Home How Twitter’s Staff Uses Twitter (And Why It Could Cause Problems)

How Twitter’s Staff Uses Twitter (And Why It Could Cause Problems)

Twitter has captured peoples’ imaginations like nothing else on the web in years. It’s growing fast, gets talked about all the time in other media, has fostered a huge developer community and gets used in more ways than anyone could have thought possible. It’s a great tool for journalists, for students, for knitters, for marketers and for people in many other walks of life.

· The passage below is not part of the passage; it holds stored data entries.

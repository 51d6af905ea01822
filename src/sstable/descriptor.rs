//! SSTable Descriptor
//!
//! Addresses the component files of one SSTable generation.
//!
//! File names: `{keyspace}-{table}-{generation}-{Kind}.db`

use std::collections::BTreeSet;
use std::fmt;
use std::fs;
use std::path::{Path, PathBuf};

use crate::error::{Result, StoreError};

/// One file role within an SSTable generation
#[derive(Debug, Clone, Copy, PartialEq, Eq, Hash, PartialOrd, Ord)]
pub enum Component {
    /// Row records; authoritative, never regenerated
    Data,
    /// Sorted key → DATA offset entries
    PrimaryIndex,
    /// Approximate key membership
    Filter,
    /// Row counts and key bounds
    Statistics,
}

impl Component {
    /// Every component of a complete generation
    pub const ALL: [Component; 4] = [
        Component::Data,
        Component::PrimaryIndex,
        Component::Filter,
        Component::Statistics,
    ];

    /// Components that can be rebuilt from DATA
    pub const DERIVED: [Component; 3] = [
        Component::PrimaryIndex,
        Component::Filter,
        Component::Statistics,
    ];

    pub fn name(&self) -> &'static str {
        match self {
            Component::Data => "Data",
            Component::PrimaryIndex => "Index",
            Component::Filter => "Filter",
            Component::Statistics => "Statistics",
        }
    }

    pub fn from_name(name: &str) -> Option<Self> {
        Self::ALL.into_iter().find(|c| c.name() == name)
    }

    pub fn is_derived(&self) -> bool {
        *self != Component::Data
    }
}

/// Identifies one generation of one table
#[derive(Debug, Clone, PartialEq, Eq, Hash, PartialOrd, Ord)]
pub struct Descriptor {
    directory: PathBuf,
    keyspace: String,
    table: String,
    generation: u64,
}

impl Descriptor {
    pub fn new(
        directory: impl Into<PathBuf>,
        keyspace: impl Into<String>,
        table: impl Into<String>,
        generation: u64,
    ) -> Result<Self> {
        let keyspace = keyspace.into();
        let table = table.into();
        for name in [&keyspace, &table] {
            if name.is_empty() || name.contains('-') || name.contains(std::path::MAIN_SEPARATOR) {
                return Err(StoreError::Validation(format!(
                    "invalid keyspace/table name {:?}",
                    name
                )));
            }
        }
        Ok(Self {
            directory: directory.into(),
            keyspace,
            table,
            generation,
        })
    }

    pub fn directory(&self) -> &Path {
        &self.directory
    }

    pub fn keyspace(&self) -> &str {
        &self.keyspace
    }

    pub fn table(&self) -> &str {
        &self.table
    }

    pub fn generation(&self) -> u64 {
        self.generation
    }

    /// Same table, different generation
    pub fn with_generation(&self, generation: u64) -> Self {
        Self {
            generation,
            ..self.clone()
        }
    }

    /// Path of `component` for this generation
    pub fn filename_for(&self, component: Component) -> PathBuf {
        self.directory.join(format!(
            "{}-{}-{}-{}.db",
            self.keyspace,
            self.table,
            self.generation,
            component.name()
        ))
    }

    /// Path used while a derived component is being written
    pub(crate) fn temp_filename_for(&self, component: Component) -> PathBuf {
        self.filename_for(component).with_extension("db.tmp")
    }

    pub fn exists(&self, component: Component) -> bool {
        self.filename_for(component).is_file()
    }

    /// Parse a component file name
    /// "ks-users-7-Index.db" → (Descriptor{ks, users, 7}, PrimaryIndex)
    pub fn from_filename(path: &Path) -> Option<(Self, Component)> {
        let file_name = path.file_name()?.to_str()?;
        let stem = file_name.strip_suffix(".db")?;

        let mut parts = stem.split('-');
        let keyspace = parts.next()?;
        let table = parts.next()?;
        let generation = parts.next()?.parse().ok()?;
        let component = Component::from_name(parts.next()?)?;
        if parts.next().is_some() {
            return None;
        }

        let directory = path.parent().map(Path::to_path_buf).unwrap_or_default();
        let descriptor = Self::new(directory, keyspace, table, generation).ok()?;
        Some((descriptor, component))
    }

    /// Every generation with at least one component file in `dir`, oldest first
    pub fn list(dir: &Path) -> Result<Vec<Self>> {
        let mut found = BTreeSet::new();
        if !dir.is_dir() {
            return Ok(Vec::new());
        }
        for entry in fs::read_dir(dir)? {
            let path = entry?.path();
            if path.is_file() {
                if let Some((descriptor, _)) = Self::from_filename(&path) {
                    found.insert(descriptor);
                }
            }
        }

        let mut descriptors: Vec<_> = found.into_iter().collect();
        descriptors.sort_by_key(|d| d.generation);
        Ok(descriptors)
    }
}

impl fmt::Display for Descriptor {
    fn fmt(&self, f: &mut fmt::Formatter<'_>) -> fmt::Result {
        write!(f, "{}-{}-{}", self.keyspace, self.table, self.generation)
    }
}
//! Error types for cfstore
//!
//! Provides a unified error type for all operations.

use std::path::PathBuf;

use thiserror::Error;

use crate::clock::Relationship;
use crate::sstable::Component;

/// Result type alias using StoreError
pub type Result<T> = std::result::Result<T, StoreError>;

/// Unified error type for cfstore operations
#[derive(Debug, Error)]
pub enum StoreError {
    // -------------------------------------------------------------------------
    // I/O Errors
    // -------------------------------------------------------------------------
    #[error("IO error: {0}")]
    Io(#[from] std::io::Error),

    // -------------------------------------------------------------------------
    // Reconciliation Errors
    // -------------------------------------------------------------------------
    /// A clock produced a relationship that reconciliation cannot order.
    /// Indicates a broken clock implementation; never retried.
    #[error("Clocks must be equal, greater than or less than, got {0:?}")]
    InvalidClockRelationship(Relationship),

    // -------------------------------------------------------------------------
    // SSTable Errors
    // -------------------------------------------------------------------------
    #[error("Data component missing: {0}")]
    MissingDataComponent(PathBuf),

    #[error("Corrupt data component {path} at offset {offset}: {reason}")]
    CorruptDataComponent {
        path: PathBuf,
        offset: u64,
        reason: String,
    },

    #[error("{component:?} component missing: {path}")]
    MissingComponent { component: Component, path: PathBuf },

    #[error("Invalid component {path}: {reason}")]
    InvalidComponent { path: PathBuf, reason: String },

    // -------------------------------------------------------------------------
    // Storage Errors
    // -------------------------------------------------------------------------
    #[error("Storage error: {0}")]
    Storage(String),

    #[error("Rebuild error: {0}")]
    Rebuild(String),

    // -------------------------------------------------------------------------
    // Query Errors
    // -------------------------------------------------------------------------
    #[error("No secondary index covers column {0}")]
    IndexNotBuilt(String),

    // -------------------------------------------------------------------------
    // Serialization Errors
    // -------------------------------------------------------------------------
    #[error("Serialization error: {0}")]
    Serialization(String),

    #[error("Validation error: {0}")]
    Validation(String),

    // -------------------------------------------------------------------------
    // Configuration Errors
    // -------------------------------------------------------------------------
    #[error("Configuration error: {0}")]
    Config(String),
}

impl StoreError {
    /// Whether this error means an auxiliary component can be rebuilt from DATA.
    pub fn is_recoverable_component(&self) -> bool {
        matches!(
            self,
            StoreError::MissingComponent { .. } | StoreError::InvalidComponent { .. }
        )
    }
}
//! Memtable implementation
//!
//! BTreeMap-based memtable with RwLock for concurrency.

use std::collections::BTreeMap;
use std::sync::atomic::{AtomicUsize, Ordering};

use parking_lot::RwLock;

use crate::db::ColumnFamily;
use crate::dht::DecoratedKey;
use crate::error::Result;
use crate::marshal::ColumnComparator;

/// Live rows of one table
pub struct Memtable {
    rows: RwLock<BTreeMap<DecoratedKey, ColumnFamily>>,
    /// Approximate size in bytes (keys + columns)
    size: AtomicUsize,
    comparator: ColumnComparator,
}

impl Memtable {
    pub fn new(comparator: ColumnComparator) -> Self {
        Self {
            rows: RwLock::new(BTreeMap::new()),
            size: AtomicUsize::new(0),
            comparator,
        }
    }

    /// Merge `columns` into the row at `key`, reconciling per column.
    ///
    /// The row is replaced only once every column reconciled, so a failed
    /// merge leaves it untouched. Returns the memtable size afterwards.
    pub fn apply(&self, key: DecoratedKey, columns: &ColumnFamily) -> Result<usize> {
        let mut rows = self.rows.write();

        let (merged, old_size) = match rows.get(&key) {
            Some(existing) => {
                let mut merged = existing.clone();
                merged.merge(columns)?;
                (merged, existing.size() + key.key().len())
            }
            None => {
                let mut merged = ColumnFamily::new(self.comparator);
                merged.merge(columns)?;
                (merged, 0)
            }
        };

        let new_size = merged.size() + key.key().len();
        rows.insert(key, merged);

        let size = if new_size >= old_size {
            self.size.fetch_add(new_size - old_size, Ordering::Relaxed) + (new_size - old_size)
        } else {
            self.size.fetch_sub(old_size - new_size, Ordering::Relaxed) - (old_size - new_size)
        };
        Ok(size)
    }

    /// Current columns of a row (read lock)
    pub fn get(&self, key: &DecoratedKey) -> Option<ColumnFamily> {
        self.rows.read().get(key).cloned()
    }

    /// Keys whose live `column` holds exactly `value`, in partitioner order
    pub fn keys_matching(&self, column: &[u8], value: &[u8]) -> Vec<DecoratedKey> {
        self.rows
            .read()
            .iter()
            .filter(|(_, cf)| {
                cf.get_column(column)
                    .is_some_and(|c| !c.is_tombstone() && c.value() == value)
            })
            .map(|(key, _)| key.clone())
            .collect()
    }

    /// All rows in partitioner order (for flush and index builds)
    pub fn snapshot(&self) -> Vec<(DecoratedKey, ColumnFamily)> {
        self.rows
            .read()
            .iter()
            .map(|(k, cf)| (k.clone(), cf.clone()))
            .collect()
    }

    pub fn size(&self) -> usize {
        self.size.load(Ordering::Relaxed)
    }

    pub fn row_count(&self) -> usize {
        self.rows.read().len()
    }

    pub fn is_empty(&self) -> bool {
        self.rows.read().is_empty()
    }

    /// Drop every row (after a successful flush)
    pub fn clear(&self) {
        let mut rows = self.rows.write();
        rows.clear();
        self.size.store(0, Ordering::Relaxed);
    }
}
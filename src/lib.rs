//! # cfstore
//!
//! Storage core of a column-family database:
//! - Per-cell reconciliation of versions written under logical clocks
//! - Immutable sorted table files (SSTables) with rebuildable index,
//!   bloom filter and statistics components
//! - Background rebuild jobs recovering a table from its data component
//! - Secondary indexes and predicate + token range scans
//!
//! ## Architecture Overview
//!
//! ```text
//! ┌─────────────────────────────────────────────────────────────┐
//! │                    ColumnFamilyStore                         │
//! │         (apply / flush / get_row / scan / add_sstable)       │
//! └───────┬─────────────────────┬───────────────────────┬───────┘
//!         │                     │                       │
//!         ▼                     ▼                       ▼
//!  ┌─────────────┐      ┌───────────────┐      ┌─────────────────┐
//!  │  Memtable   │      │ SSTableReader │      │ SecondaryIndex  │
//!  │  (RwLock)   │      │  (Arc, many)  │      │   (snapshot)    │
//!  └──────┬──────┘      └───────▲───────┘      └─────────────────┘
//!         │ flush               │ open / rebuild
//!         ▼                     │
//!  ┌─────────────┐      ┌───────┴──────────┐
//!  │SSTableWriter│─────▶│ Data + Index +   │◀── CompactionExecutor
//!  └─────────────┘      │ Filter + Stats   │    (rebuild workers)
//!                       └──────────────────┘
//! ```
//!
//! Every column write goes through [`clock::reconcile`], both in the
//! memtable and when versions from several SSTables are merged on read.

// =============================================================================
// Module Declarations
// =============================================================================

pub mod error;
pub mod config;
pub mod context;

pub mod clock;
pub mod marshal;
pub mod db;
pub mod dht;
pub mod sstable;
pub mod compaction;
pub mod memtable;
pub mod store;

mod codec;

// =============================================================================
// Public API Re-exports
// =============================================================================

pub use error::{Result, StoreError};
pub use config::{Config, PartitionerKind};
pub use context::StorageContext;
pub use clock::{reconcile, ColumnClock, Relationship, TimestampClock};
pub use marshal::{ColumnComparator, TimeUuid};
pub use db::{Column, ColumnFamily, Row, RowMutation};
pub use sstable::{Component, Descriptor, SSTableReader, SSTableWriter};
pub use compaction::CompactionExecutor;
pub use store::{
    ColumnFamilyStore, IndexClause, IndexExpression, IndexOperator, QueryFilter, TableMetadata,
};

// =============================================================================
// Version Info
// =============================================================================

/// Current version of cfstore
pub const VERSION: &str = env!("CARGO_PKG_VERSION");
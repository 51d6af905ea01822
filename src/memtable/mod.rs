//! MemTable Module
//!
//! In-memory rows that have not been flushed to an SSTable yet.
//!
//! ## Responsibilities
//! - Reconcile incoming columns against what the row already holds
//! - Track approximate size for flush triggers
//! - Ordered snapshot in partitioner order for SSTable creation
//! - Candidate lookup for secondary index scans
//!
//! ## Data Structure Choice
//! BTreeMap keyed by `DecoratedKey` behind a RwLock: rows come out in the
//! order an SSTable needs them.

mod table;

pub use table::Memtable;
//! Compaction Module
//!
//! Background work against SSTables. Today that is rebuilding the derived
//! components of a generation from its DATA component.

mod executor;

pub use executor::{CompactionExecutor, JobHandle, JobResult, RebuildHandle, RebuildResult};
//! Background job executor
//!
//! A fixed pool of worker threads fed through a crossbeam channel. Every
//! submission returns a [`JobHandle`] the caller blocks on with `wait()`.
//! Jobs run to completion once started; there is no cancellation.

use std::collections::HashMap;
use std::panic::{self, AssertUnwindSafe};
use std::sync::Arc;
use std::thread::{self, JoinHandle};

use crossbeam::channel::{self, Sender};
use parking_lot::{Condvar, Mutex};

use crate::context::StorageContext;
use crate::error::{Result, StoreError};
use crate::sstable::{Descriptor, SSTableReader};

type Job = Box<dyn FnOnce() + Send + 'static>;

/// Outcome of a background job; errors are shared between every waiter
pub type JobResult<T> = std::result::Result<T, Arc<StoreError>>;

/// Outcome of a rebuild job
pub type RebuildResult = JobResult<Arc<SSTableReader>>;

/// Completion slot shared by a running job and everyone waiting on it
struct JobSlot<T> {
    result: Mutex<Option<JobResult<T>>>,
    done: Condvar,
}

impl<T: Clone> JobSlot<T> {
    fn new() -> Self {
        Self {
            result: Mutex::new(None),
            done: Condvar::new(),
        }
    }

    fn complete(&self, result: JobResult<T>) {
        *self.result.lock() = Some(result);
        self.done.notify_all();
    }

    fn wait(&self) -> JobResult<T> {
        let mut guard = self.result.lock();
        loop {
            if let Some(result) = guard.as_ref() {
                return result.clone();
            }
            self.done.wait(&mut guard);
        }
    }

    fn is_finished(&self) -> bool {
        self.result.lock().is_some()
    }
}

/// Handle to a submitted job
pub struct JobHandle<T> {
    slot: Arc<JobSlot<T>>,
}

impl<T: Clone> JobHandle<T> {
    /// Block until the job finishes
    pub fn wait(&self) -> JobResult<T> {
        self.slot.wait()
    }

    pub fn is_finished(&self) -> bool {
        self.slot.is_finished()
    }
}

impl<T> Clone for JobHandle<T> {
    fn clone(&self) -> Self {
        Self {
            slot: Arc::clone(&self.slot),
        }
    }
}

/// Handle to a submitted rebuild
pub type RebuildHandle = JobHandle<Arc<SSTableReader>>;

/// Worker pool running rebuilds (and other background jobs)
pub struct CompactionExecutor {
    ctx: Arc<StorageContext>,
    sender: Option<Sender<Job>>,
    workers: Vec<JoinHandle<()>>,
    /// Rebuilds still running, keyed by generation
    in_flight: Arc<Mutex<HashMap<Descriptor, Arc<JobSlot<Arc<SSTableReader>>>>>>,
}

impl CompactionExecutor {
    /// Start `config.rebuild_threads` workers
    pub fn new(ctx: Arc<StorageContext>) -> Result<Self> {
        let threads = ctx.config().rebuild_threads.max(1);
        let (sender, receiver) = channel::unbounded::<Job>();

        let mut workers = Vec::with_capacity(threads);
        for i in 0..threads {
            let receiver = receiver.clone();
            let worker = thread::Builder::new()
                .name(format!("rebuild-{}", i))
                .spawn(move || {
                    for job in receiver.iter() {
                        job();
                    }
                })?;
            workers.push(worker);
        }

        tracing::debug!("Started {} background workers", threads);

        Ok(Self {
            ctx,
            sender: Some(sender),
            workers,
            in_flight: Arc::new(Mutex::new(HashMap::new())),
        })
    }

    /// Run `job` on a worker thread
    pub fn submit<T, F>(&self, job: F) -> JobHandle<T>
    where
        T: Clone + Send + 'static,
        F: FnOnce() -> Result<T> + Send + 'static,
    {
        let slot = Arc::new(JobSlot::new());
        let job_slot = Arc::clone(&slot);
        if !self.dispatch(Box::new(move || job_slot.complete(run_guarded(job)))) {
            slot.complete(Err(shut_down()));
        }
        JobHandle { slot }
    }

    /// Rebuild the derived components of `descriptor` in the background.
    ///
    /// A submission for a generation whose rebuild is still running joins
    /// that rebuild instead of starting a second one.
    pub fn submit_rebuild(&self, descriptor: &Descriptor) -> RebuildHandle {
        let mut in_flight = self.in_flight.lock();
        if let Some(slot) = in_flight.get(descriptor) {
            tracing::debug!("Joining in-flight rebuild of {}", descriptor);
            return JobHandle {
                slot: Arc::clone(slot),
            };
        }

        let slot = Arc::new(JobSlot::new());
        in_flight.insert(descriptor.clone(), Arc::clone(&slot));
        drop(in_flight);

        let ctx = Arc::clone(&self.ctx);
        let registry = Arc::clone(&self.in_flight);
        let job_slot = Arc::clone(&slot);
        let target = descriptor.clone();

        let dispatched = self.dispatch(Box::new(move || {
            let result = run_guarded(|| SSTableReader::rebuild(&target, &ctx).map(Arc::new));
            registry.lock().remove(&target);
            job_slot.complete(result);
        }));
        if !dispatched {
            self.in_flight.lock().remove(descriptor);
            slot.complete(Err(shut_down()));
        }

        JobHandle { slot }
    }

    /// Number of rebuilds currently queued or running
    pub fn rebuilds_in_flight(&self) -> usize {
        self.in_flight.lock().len()
    }

    /// Queue a job; false if the workers are gone
    fn dispatch(&self, job: Job) -> bool {
        match &self.sender {
            Some(sender) => sender.send(job).is_ok(),
            None => false,
        }
    }
}

fn shut_down() -> Arc<StoreError> {
    Arc::new(StoreError::Rebuild("executor is shut down".to_string()))
}

/// Run a job, turning a panic into an error so waiters are always released
fn run_guarded<T, F>(job: F) -> JobResult<T>
where
    F: FnOnce() -> Result<T>,
{
    match panic::catch_unwind(AssertUnwindSafe(job)) {
        Ok(result) => result.map_err(Arc::new),
        Err(_) => Err(Arc::new(StoreError::Rebuild("background job panicked".to_string()))),
    }
}

impl Drop for CompactionExecutor {
    /// Close the queue and let workers drain it
    fn drop(&mut self) {
        self.sender.take();
        for worker in self.workers.drain(..) {
            if worker.join().is_err() {
                tracing::warn!("Background worker exited with a panic");
            }
        }
    }
}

What if the people working at Twitter Inc. aren’t using the service the way many of its power users are, though? We’ve examined the posting and following habits of people on the company’s staff and found that Twitter team members don’t follow very many other people, they aren’t following many of the top developers in their own community and they don’t even Tweet very much. This could be cause for concern among power users who depend on the service as it exists now, much less for those hoping it will be developed for even more powerful use cases.

Twitter co-founder, Jack Dorsey, said this week that he hopes the service will someday be just like electricity, something everyone uses but few feel the need to talk about. To follow that analogy, if you were someone who used a heavy duty washer and dryer in your home and found out that the electric company didn’t employ people who regularly used any appliances bigger than a toaster – wouldn’t you be a little concerned about the long term viability of your power supply?

Here are a few data points we’ve picked out, followed by a response we got from Twitter CEO, Evan Williams, when we asked about these issues.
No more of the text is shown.